We have to separate out all of the attributes discussed in this book, even though each is dependent on others. We cannot recreate the order or circumstances in which they appeared. Our brains expanded, our bodies changed, our skills sharpened and we socialised differently. We ignited sparks and lit fires, tilled the earth, crafted myths, created gods and commanded animals. The beginning of culture relied upon all of these things, powered by the flow of information and expertise. It was not an apple that gave us this knowledge – apples are a product of our own agricultural ingenuity. It was how we lived our lives. We began living in populations that grew to sizes where kin became communities, and tasks within communities fell to specialists – musicians, artists, craftspeople, hunters, cooks. In the transfer of the wisdom of these experts – in the interconnectedness of minds – modernity arose. Uniquely, we accumulate culture and teach it to others. We transmit information, not just via DNA down the generations, but in every direction, to people with whom we have no immediate biological ties. We log our knowledge and experiences, and share them. It is in the teaching of others, the shaping of culture, and the telling of stories, that we created ourselves.
Darwin, with typical prescience, suspected that this might be the case:
Man alone is capable of progressive improvement. That he is capable of incomparably greater and more rapid improvement than is any other animal, admits of no dispute; and this is mainly due to his power of speaking and handing down his acquired knowledge.
Crucially, we are the only species to have held ourselves up to the light, to have asked, ‘Am I special?’ Paradoxically, the answer turned out to be both no and yes.
Over the eons, we have moved from being not particularly special animals, to thinking ourselves uniquely created and distinct from the rest of the living world, to a sort of quantum state where we can occupy both positions at the same time. What follows is a compendium of that which unequivocally fixes us as animals, and simultaneously reveals how we are extraordinary.

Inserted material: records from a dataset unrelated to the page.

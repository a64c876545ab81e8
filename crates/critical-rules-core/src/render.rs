//! Markdown responses returned to the assistant host.
//!
//! Every tool answers with prose; failures are rendered here too, so callers
//! never see a bare error code.

use crate::resources::{CHANGELOG_URI, INSTRUCTIONS_URI};
use crate::updater::{RemoteStatus, UpdateCheck, UpdateError, UpdateOutcome, VersionInfo};
use critical_rules_store::VersionRecord;

/// Checklist the assistant confirms before starting a technical task.
pub fn compliance_checklist(task_description: &str, record: &VersionRecord) -> String {
    format!(
        r#"## ✅ MANDATORY COMPLIANCE CHECKLIST

Before starting: "{task}"

Please confirm:

- [ ] ✅ Read complete instructions from {uri}
- [ ] ✅ Will search current best practices if applicable
- [ ] ✅ Will read appropriate skills before creating documents
- [ ] ✅ Will read ENTIRE file before modifying
- [ ] ✅ Will VERIFY, NOT assume structures/locations
- [ ] ✅ Will make BACKUPS with timestamp in correct directory
- [ ] ✅ Will ASK before deleting/modifying critical items
- [ ] ✅ Will ask SCOPE before implementing
- [ ] ✅ Will STOP if something fails
- [ ] ✅ Will validate with EVIDENCE, not assumptions
- [ ] ✅ Will search previous context if mentioned

**Only proceed after confirming all items.**

**Based on analysis of {count} documented failures.**
**Rules version: {version} ({date})**
"#,
        task = task_description,
        uri = INSTRUCTIONS_URI,
        count = record.rule_count,
        version = record.version,
        date = record.short_date(),
    )
}

/// Condensed overview of the rules.
pub fn rules_summary(record: &VersionRecord) -> String {
    format!(
        r#"## 📋 CRITICAL RULES SUMMARY

**Version: {version} | Updated: {date}**
**Based on {count} documented failures | 20 recurring patterns**

### Core Principles:
1. **🔍 VERIFY, DON'T ASSUME** - Always check before acting
2. **💾 BACKUP EVERYTHING** - Before any modification
3. **🚫 ASK PERMISSION** - For deletions and critical changes
4. **📊 EVIDENCE-BASED** - Test with proof, not assumptions
5. **🛑 STOP ON ERRORS** - Don't continue after failures

### Key Areas Covered:
- ✅ Current best practices search (mandatory)
- ✅ Complete file reading (not just first lines)
- ✅ Backup procedures (standardized directories)
- ✅ Permission requirements (what needs approval)
- ✅ Code validation (credentials, rate limits)
- ✅ Diagnostics (complete logs, evidence)
- ✅ Database safety (backup, test, rollback)
- ✅ Security (firewall, fail2ban, IPs)
- ✅ Precise communication (no ambiguity)
- ✅ Production vs Dev (critical differentiation)

### 6-Step Mandatory Workflow:
0. Ask scope before starting
1. Analyze completely
2. Plan and explain
3. Create backups
4. Execute carefully
5. Validate with evidence
6. Document changes

**Full details: {uri}**
**Updates: Use check_for_updates tool**
"#,
        version = record.version,
        date = record.short_date(),
        count = record.rule_count,
        uri = INSTRUCTIONS_URI,
    )
}

/// Installed version, plus remote status when one was requested.
pub fn version_info(info: &VersionInfo) -> String {
    let local = &info.local;
    let mut out = format!(
        r#"## 📦 VERSION INFORMATION

### Current Version
- **Version:** {version}
- **Date:** {date}
- **SHA256:** {checksum}...
- **Rules Count:** {count} documented failures
"#,
        version = local.version,
        date = local.short_date(),
        checksum = local.checksum_prefix(16),
        count = local.rule_count,
    );

    match &info.remote {
        RemoteStatus::NotChecked => {}
        RemoteStatus::Checked(remote) => {
            let current = local.same_version(remote);
            out.push_str(&format!(
                r#"
### Remote Version (GitHub)
- **Latest:** {version}
- **Date:** {date}
- **Status:** {status}
"#,
                version = remote.version,
                date = remote.short_date(),
                status = if current { "✅ Up to date" } else { "🔄 Update available" },
            ));
            if !current {
                out.push_str(
                    "\n**New version available!**\nUse `update_rules` tool to download the latest version.\n",
                );
            }
        }
        RemoteStatus::Unavailable(message) => {
            out.push_str(&format!("\n### Remote Check\n❌ {message}\n"));
        }
    }

    out.push_str(&format!(
        r#"
### Auto-Update
- Check for updates: `check_for_updates`
- Install updates: `update_rules`
- View changelog: Read resource `{CHANGELOG_URI}`
"#
    ));
    out
}

/// Outcome of an update check.
pub fn update_check(result: &Result<UpdateCheck, UpdateError>) -> String {
    match result {
        Ok(UpdateCheck::UpdateAvailable { local, remote }) => format!(
            r#"## 🔄 UPDATE AVAILABLE

**Current Version:** {current}
**Latest Version:** {latest}
**Release Date:** {date}

### What's New
- Rules count updated: {count} patterns
- Last updated: {date}

### To Update
Run: `update_rules` tool

### Changelog
Read resource: `{changelog}`
"#,
            current = local.version,
            latest = remote.version,
            date = remote.short_date(),
            count = remote.rule_count,
            changelog = CHANGELOG_URI,
        ),
        Ok(UpdateCheck::UpToDate { local }) => format!(
            r#"## ✅ UP TO DATE

**Current Version:** {version}
**Date:** {date}

You're running the latest version of critical rules.

**Next Check:** Run `check_for_updates` anytime
"#,
            version = local.version,
            date = local.short_date(),
        ),
        Err(e) => format!("❌ Failed to check for updates: {e}"),
    }
}

/// Outcome of an update attempt.
pub fn update_result(result: &Result<UpdateOutcome, UpdateError>) -> String {
    match result {
        Ok(UpdateOutcome::AlreadyCurrent { version }) => format!(
            "✅ Already on latest version ({version})\n\nUse `force: true` to reinstall anyway."
        ),
        Ok(UpdateOutcome::Installed(report)) => format!(
            r#"## ✅ UPDATE SUCCESSFUL

**Previous Version:** {previous}
**New Version:** {current}
**Updated:** {date}

### Changes
- Rules count: {count} patterns
- SHA256 verified: ✅
- Backup created: {backup}
- Changelog: {changelog}

### What's Next
- Read changelog: `{changelog_uri}`
- View new rules: `{instructions_uri}`
- Get summary: `get_rules_summary`
"#,
            previous = report.previous.version,
            current = report.current.version,
            date = report.updated_date(),
            count = report.current.rule_count,
            backup = report.backup_path.display(),
            changelog = if report.changelog_path.is_some() {
                "refreshed"
            } else {
                "unavailable (kept previous copy)"
            },
            changelog_uri = CHANGELOG_URI,
            instructions_uri = INSTRUCTIONS_URI,
        ),
        Err(e @ UpdateError::Write { backup, .. }) => format!(
            "❌ Update failed: {e}\n\nThe rules document on disk may be incomplete; restore it from {}. The rules in use until restart are unchanged.",
            backup.display()
        ),
        Err(e) if e.left_state_unchanged() => {
            format!("❌ Update failed: {e}\n\nYour current rules remain unchanged.")
        }
        Err(e) => format!(
            "❌ Update failed: {e}\n\nThe new rules document is active but its version record is stale; run `update_rules` with `force: true` to repair."
        ),
    }
}

#[cfg(test)]
mod tests {
    use super::*;
    use crate::remote::{RemoteArtifact, RemoteError};
    use crate::updater::UpdateReport;
    use std::path::PathBuf;

    fn record(version: &str) -> VersionRecord {
        VersionRecord {
            version: version.to_string(),
            date: "2025-02-10T09:00:00.000Z".to_string(),
            checksum: "a1b2c3d4e5f60718293a4b5c6d7e8f90a1b2c3d4e5f60718293a4b5c6d7e8f90".to_string(),
            rule_count: 96,
        }
    }

    fn unavailable() -> UpdateError {
        UpdateError::RemoteUnavailable(RemoteError::Unavailable {
            artifact: RemoteArtifact::VersionDescriptor,
            message: "Failed to fetch: Service Unavailable".to_string(),
        })
    }

    #[test]
    fn test_checklist_quotes_task() {
        let text = compliance_checklist("migrate the database", &record("1.0.0"));
        assert!(text.contains("Before starting: \"migrate the database\""));
        assert!(text.contains("**Rules version: 1.0.0 (2025-02-10)**"));
        assert_eq!(text.matches("- [ ] ✅").count(), 11);
    }

    #[test]
    fn test_summary_header() {
        let text = rules_summary(&record("1.2.0"));
        assert!(text.contains("**Version: 1.2.0 | Updated: 2025-02-10**"));
        assert!(text.contains(INSTRUCTIONS_URI));
    }

    #[test]
    fn test_version_info_local_only() {
        let text = version_info(&VersionInfo {
            local: record("1.0.0"),
            remote: RemoteStatus::NotChecked,
        });
        assert!(text.contains("- **SHA256:** a1b2c3d4e5f60718..."));
        assert!(text.contains("- **Rules Count:** 96 documented failures"));
        assert!(!text.contains("Remote"));
    }

    #[test]
    fn test_version_info_remote_newer() {
        let text = version_info(&VersionInfo {
            local: record("1.0.0"),
            remote: RemoteStatus::Checked(record("1.1.0")),
        });
        assert!(text.contains("- **Latest:** 1.1.0"));
        assert!(text.contains("🔄 Update available"));
        assert!(text.contains("**New version available!**"));
    }

    #[test]
    fn test_version_info_remote_same() {
        let text = version_info(&VersionInfo {
            local: record("1.0.0"),
            remote: RemoteStatus::Checked(record("1.0.0")),
        });
        assert!(text.contains("✅ Up to date"));
        assert!(!text.contains("New version available"));
    }

    #[test]
    fn test_version_info_remote_error() {
        let text = version_info(&VersionInfo {
            local: record("1.0.0"),
            remote: RemoteStatus::Unavailable("Unable to check remote version".to_string()),
        });
        assert!(text.contains("### Remote Check\n❌ Unable to check remote version"));
        assert!(text.contains("- **Version:** 1.0.0"));
    }

    #[test]
    fn test_update_check_texts() {
        let available = update_check(&Ok(UpdateCheck::UpdateAvailable {
            local: record("1.0.0"),
            remote: record("1.1.0"),
        }));
        assert!(available.starts_with("## 🔄 UPDATE AVAILABLE"));
        assert!(available.contains("**Latest Version:** 1.1.0"));

        let current = update_check(&Ok(UpdateCheck::UpToDate { local: record("1.0.0") }));
        assert!(current.starts_with("## ✅ UP TO DATE"));

        let failed = update_check(&Err(unavailable()));
        assert_eq!(
            failed,
            "❌ Failed to check for updates: Failed to fetch: Service Unavailable"
        );
    }

    #[test]
    fn test_update_result_texts() {
        let already = update_result(&Ok(UpdateOutcome::AlreadyCurrent {
            version: "1.1.0".to_string(),
        }));
        assert!(already.starts_with("✅ Already on latest version (1.1.0)"));

        let installed = update_result(&Ok(UpdateOutcome::Installed(UpdateReport {
            previous: record("1.0.0"),
            current: record("1.1.0"),
            backup_path: PathBuf::from("/data/CRITICAL-RULES.backup.1.0.0.md"),
            changelog_path: None,
            updated_at: "2025-03-03T03:03:03.000Z".to_string(),
        })));
        assert!(installed.contains("**Previous Version:** 1.0.0"));
        assert!(installed.contains("**New Version:** 1.1.0"));
        assert!(installed.contains("Backup created: /data/CRITICAL-RULES.backup.1.0.0.md"));

        let failed = update_result(&Err(unavailable()));
        assert!(failed.ends_with("Your current rules remain unchanged."));
    }

    #[test]
    fn test_write_failure_names_backup() {
        let failed = update_result(&Err(UpdateError::Write {
            backup: PathBuf::from("/data/CRITICAL-RULES.backup.1.0.0.md"),
            source: critical_rules_store::StoreError::MissingContent(PathBuf::from(
                "/data/CRITICAL-RULES.md",
            )),
        }));
        assert!(failed.starts_with("❌ Update failed: Could not write rules:"));
        assert!(failed.contains("restore it from /data/CRITICAL-RULES.backup.1.0.0.md"));
        assert!(!failed.contains("remain unchanged"));
    }
}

1 Viruses are normally and traditionally excused from this definition; arguments rage over whether viruses are living or not, though I vacillate between not caring and thinking that for all intents and useful purposes they display the characteristics of being alive. That they cannot reproduce themselves without the presence of a cellular living entity is, to my mind, not relevant. No organism has ever existed without dependence on another. The role of viruses in evolution cannot be understated and has been a major driver of the continuation of life for its entire duration, as is discussed later.

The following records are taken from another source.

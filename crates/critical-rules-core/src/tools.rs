//! The tool catalog and a protocol-independent dispatcher.
//!
//! Each tool produces a markdown string. The MCP server calls the typed
//! methods directly; [`RulesRuntime::call_tool`] accepts a name and raw JSON
//! arguments for callers without typed routing (the CLI `tool` command).

use crate::error::RulesError;
use crate::render;
use crate::runtime::RulesRuntime;
use serde_json::Value;
use std::fmt;
use std::str::FromStr;
use tracing::debug;

/// The five tools the server exposes.
#[derive(Debug, Clone, Copy, PartialEq, Eq, Hash)]
pub enum ToolKind {
    /// Checklist for a task about to start.
    VerifyCompliance,
    /// Condensed rules overview.
    GetRulesSummary,
    /// Installed version, optionally compared with the remote.
    GetVersionInfo,
    /// Remote update check.
    CheckForUpdates,
    /// Download and install the published rules.
    UpdateRules,
}

impl ToolKind {
    /// Every tool, in catalog order.
    pub const ALL: [ToolKind; 5] = [
        ToolKind::VerifyCompliance,
        ToolKind::GetRulesSummary,
        ToolKind::GetVersionInfo,
        ToolKind::CheckForUpdates,
        ToolKind::UpdateRules,
    ];

    /// Wire name of the tool.
    pub fn name(self) -> &'static str {
        match self {
            ToolKind::VerifyCompliance => "verify_compliance",
            ToolKind::GetRulesSummary => "get_rules_summary",
            ToolKind::GetVersionInfo => "get_version_info",
            ToolKind::CheckForUpdates => "check_for_updates",
            ToolKind::UpdateRules => "update_rules",
        }
    }

    /// True if the tool may touch the network.
    pub fn uses_remote(self) -> bool {
        matches!(
            self,
            ToolKind::GetVersionInfo | ToolKind::CheckForUpdates | ToolKind::UpdateRules
        )
    }
}

impl fmt::Display for ToolKind {
    fn fmt(&self, f: &mut fmt::Formatter<'_>) -> fmt::Result {
        f.write_str(self.name())
    }
}

impl FromStr for ToolKind {
    type Err = RulesError;

    fn from_str(s: &str) -> Result<Self, Self::Err> {
        ToolKind::ALL
            .into_iter()
            .find(|tool| tool.name() == s)
            .ok_or_else(|| RulesError::UnknownTool(s.to_string()))
    }
}

impl RulesRuntime {
    /// Compliance checklist for `task_description`.
    pub async fn verify_compliance_text(&self, task_description: &str) -> String {
        render::compliance_checklist(task_description, &self.record().await)
    }

    /// Rules summary.
    pub async fn rules_summary_text(&self) -> String {
        render::rules_summary(&self.record().await)
    }

    /// Version information, optionally with a remote check.
    pub async fn version_info_text(&self, check_remote: bool) -> String {
        render::version_info(&self.version_info(check_remote).await)
    }

    /// Update check report. Failures are rendered, not returned.
    pub async fn check_for_updates_text(&self) -> String {
        render::update_check(&self.check_for_update().await)
    }

    /// Update report. Failures are rendered, not returned.
    pub async fn update_rules_text(&self, force: bool) -> String {
        render::update_result(&self.apply_update(force).await)
    }

    /// Invokes a tool by name with JSON arguments.
    ///
    /// Argument handling matches the published tool schemas:
    /// `task_description` is required for `verify_compliance`, `check_remote`
    /// is true unless explicitly `false`, and `force` is false unless
    /// explicitly `true`.
    ///
    /// # Errors
    ///
    /// `RulesError::UnknownTool` for names outside the catalog and
    /// `RulesError::InvalidArguments` when a required argument is missing.
    pub async fn call_tool(&self, name: &str, arguments: &Value) -> Result<String, RulesError> {
        let tool = name.parse::<ToolKind>()?;
        debug!(tool = %tool, remote = tool.uses_remote(), "Dispatching tool");
        let text = match tool {
            ToolKind::VerifyCompliance => {
                let task = arguments
                    .get("task_description")
                    .and_then(Value::as_str)
                    .ok_or_else(|| {
                        RulesError::InvalidArguments(
                            "task_description (string) is required".to_string(),
                        )
                    })?;
                self.verify_compliance_text(task).await
            }
            ToolKind::GetRulesSummary => self.rules_summary_text().await,
            ToolKind::GetVersionInfo => {
                let check_remote = arguments.get("check_remote") != Some(&Value::Bool(false));
                self.version_info_text(check_remote).await
            }
            ToolKind::CheckForUpdates => self.check_for_updates_text().await,
            ToolKind::UpdateRules => {
                let force = arguments.get("force") == Some(&Value::Bool(true));
                self.update_rules_text(force).await
            }
        };
        Ok(text)
    }
}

2 The earliest Homo sapiens are found in Morocco and are around 300,000 years old, but these are sometimes referred to as archaic, rather than anatomically modern, humans, the oldest of which are more like 200,000 years old.
3 Or four: we are beginning to think that some women are tetrachromats, meaning that they have photoreceptors that are optimised to detect four primary colours, rather than the standard trichromatic three. The new primary colour will be in the green range.